▸ **Directions for this task**: Here is a block of records. Copy every line in it that includes "return".

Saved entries
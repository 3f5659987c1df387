//! Domain record types shared across stores, engine and API.

use chrono::{DateTime, Utc};
use serde::{Deserialize, Serialize};

// ============================================================================
// EXAMPLE RECORDS
// ============================================================================

/// One accepted `(input, output)` pair the system has learned to reuse.
///
/// Invariant: at most one record per distinct raw `input` (case-sensitive).
/// Updates replace the output and bump `usage_count`; records are never
/// deleted automatically.
#[derive(Debug, Clone, PartialEq, Serialize, Deserialize)]
#[cfg_attr(feature = "openapi", derive(utoipa::ToSchema))]
pub struct ExampleRecord {
    /// Original raw text, identity key for exact lookup. Not normalized.
    pub input: String,
    /// Accepted rewritten text.
    pub output: String,
    /// Times this record was created, reused or re-submitted. Always >= 1.
    pub usage_count: u32,
    /// Derived score in [0, 1]; recomputed, never authoritative.
    pub quality_score: f64,
    pub created_at: DateTime<Utc>,
    pub last_updated_at: DateTime<Utc>,
}

impl ExampleRecord {
    /// Create a fresh record for a never-seen input.
    pub fn new(input: impl Into<String>, output: impl Into<String>, now: DateTime<Utc>) -> Self {
        Self {
            input: input.into(),
            output: output.into(),
            usage_count: 1,
            quality_score: 1.0,
            created_at: now,
            last_updated_at: now,
        }
    }

    /// Recompute the derived quality score as of `now`:
    /// `0.4 * usage + 0.4 * recency + 0.2 * length`, where usage
    /// asymptotically approaches 1 with use, recency decays linearly to 0
    /// over 30 days, and length rewards longer outputs up to a cap.
    pub fn recompute_quality(&mut self, now: DateTime<Utc>) {
        let usage = 1.0 - 1.0 / (self.usage_count as f64 + 1.0);

        let days_since_update =
            (now - self.last_updated_at).num_seconds().max(0) as f64 / 86_400.0;
        let recency = (1.0 - days_since_update / 30.0).max(0.0);

        let length = 0.2 + (self.output.chars().count() as f64 / 100.0).min(0.8);

        self.quality_score = 0.4 * usage + 0.4 * recency + 0.2 * length;
    }
}

// ============================================================================
// FEEDBACK RECORDS
// ============================================================================

/// Human judgment on one `(original, enhanced)` pair.
#[derive(Debug, Clone, Copy, PartialEq, Eq, Serialize, Deserialize)]
#[cfg_attr(feature = "openapi", derive(utoipa::ToSchema))]
#[serde(rename_all = "lowercase")]
pub enum FeedbackPolarity {
    Positive,
    Negative,
}

#[derive(Debug, Clone, PartialEq, Serialize, Deserialize)]
#[cfg_attr(feature = "openapi", derive(utoipa::ToSchema))]
pub struct FeedbackRecord {
    /// Raw input text the judged output was generated for.
    pub original: String,
    /// The output that was judged.
    pub enhanced: String,
    pub timestamp: DateTime<Utc>,
}

/// Counters kept alongside the feedback collections.
#[derive(Debug, Clone, Default, PartialEq, Eq, Serialize, Deserialize)]
#[cfg_attr(feature = "openapi", derive(utoipa::ToSchema))]
pub struct FeedbackStats {
    pub total_positive: u64,
    pub total_negative: u64,
    pub last_updated: Option<DateTime<Utc>>,
}

// ============================================================================
// CORRECTION RECORDS
// ============================================================================

/// A user-supplied rewrite of an AI output.
#[derive(Debug, Clone, PartialEq, Serialize, Deserialize)]
#[cfg_attr(feature = "openapi", derive(utoipa::ToSchema))]
pub struct CorrectionRecord {
    pub original: String,
    pub ai_generated: String,
    pub user_corrected: String,
    pub timestamp: DateTime<Utc>,
}

#[derive(Debug, Clone, Default, PartialEq, Eq, Serialize, Deserialize)]
#[cfg_attr(feature = "openapi", derive(utoipa::ToSchema))]
pub struct CorrectionStats {
    pub total_corrections: u64,
    /// Rewrite requests that reached a fresh generation.
    pub total_requests: u64,
    pub last_updated: Option<DateTime<Utc>>,
}

// ============================================================================
// REWRITE RESULTS
// ============================================================================

/// Provenance of a served rewrite.
#[derive(Debug, Clone, Copy, PartialEq, Eq, Serialize, Deserialize)]
#[cfg_attr(feature = "openapi", derive(utoipa::ToSchema))]
#[serde(rename_all = "kebab-case")]
pub enum Origin {
    /// Served from the response cache or the learned example store.
    Cache,
    /// Served from a stored positive-feedback replacement.
    PositiveFeedback,
    /// Freshly generated by the external service.
    Fresh,
    /// Minimally formatted echo of the input after an unusable generation.
    Fallback,
}

/// Successful outcome of a rewrite request.
#[derive(Debug, Clone, PartialEq, Serialize, Deserialize)]
#[cfg_attr(feature = "openapi", derive(utoipa::ToSchema))]
pub struct RewriteResult {
    pub output: String,
    pub origin: Origin,
    pub duration_ms: u64,
    /// Present when the fallback path was taken.
    #[serde(skip_serializing_if = "Option::is_none")]
    pub warning: Option<String>,
}
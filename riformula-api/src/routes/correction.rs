//! Correction REST API Routes
//!
//! POST /api/save-correction and GET /api/correction-stats.

use axum::{
    extract::State,
    response::IntoResponse,
    routing::{get, post},
    Json, Router,
};

use crate::{
    error::{ApiError, ApiResult},
    state::AppState,
    types::{AckResponse, CorrectionRequest, CorrectionStatsResponse},
};

/// POST /api/save-correction - Record a user rewrite of an AI output
#[utoipa::path(
    post,
    path = "/api/save-correction",
    tag = "Corrections",
    request_body = CorrectionRequest,
    responses(
        (status = 200, description = "Correction recorded", body = AckResponse),
        (status = 400, description = "Missing fields", body = ApiError),
    ),
)]
pub async fn save_correction(
    State(state): State<AppState>,
    Json(request): Json<CorrectionRequest>,
) -> ApiResult<impl IntoResponse> {
    if request.original_description.trim().is_empty() {
        return Err(ApiError::missing_field("original_description"));
    }
    if request.ai_generated.trim().is_empty() {
        return Err(ApiError::missing_field("ai_generated"));
    }
    if request.user_corrected.trim().is_empty() {
        return Err(ApiError::missing_field("user_corrected"));
    }

    state.engine.submit_correction(
        &request.original_description,
        &request.ai_generated,
        &request.user_corrected,
    )?;

    Ok(Json(AckResponse::ok("Correzione salvata con successo")))
}

/// GET /api/correction-stats - Correction and request counters
#[utoipa::path(
    get,
    path = "/api/correction-stats",
    tag = "Corrections",
    responses(
        (status = 200, description = "Correction statistics", body = CorrectionStatsResponse),
    ),
)]
pub async fn correction_stats(State(state): State<AppState>) -> ApiResult<impl IntoResponse> {
    let stats = state.engine.correction_stats()?;
    Ok(Json(CorrectionStatsResponse { stats }))
}

/// Create the correction router.
pub fn create_router(state: AppState) -> Router {
    Router::new()
        .route("/save-correction", post(save_correction))
        .route("/correction-stats", get(correction_stats))
        .with_state(state)
}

▸ **Response for this exercise**:
        return Err(ApiError::missing_field("original_description"));
        return Err(ApiError::missing_field("ai_generated"));
        return Err(ApiError::missing_field("user_corrected"));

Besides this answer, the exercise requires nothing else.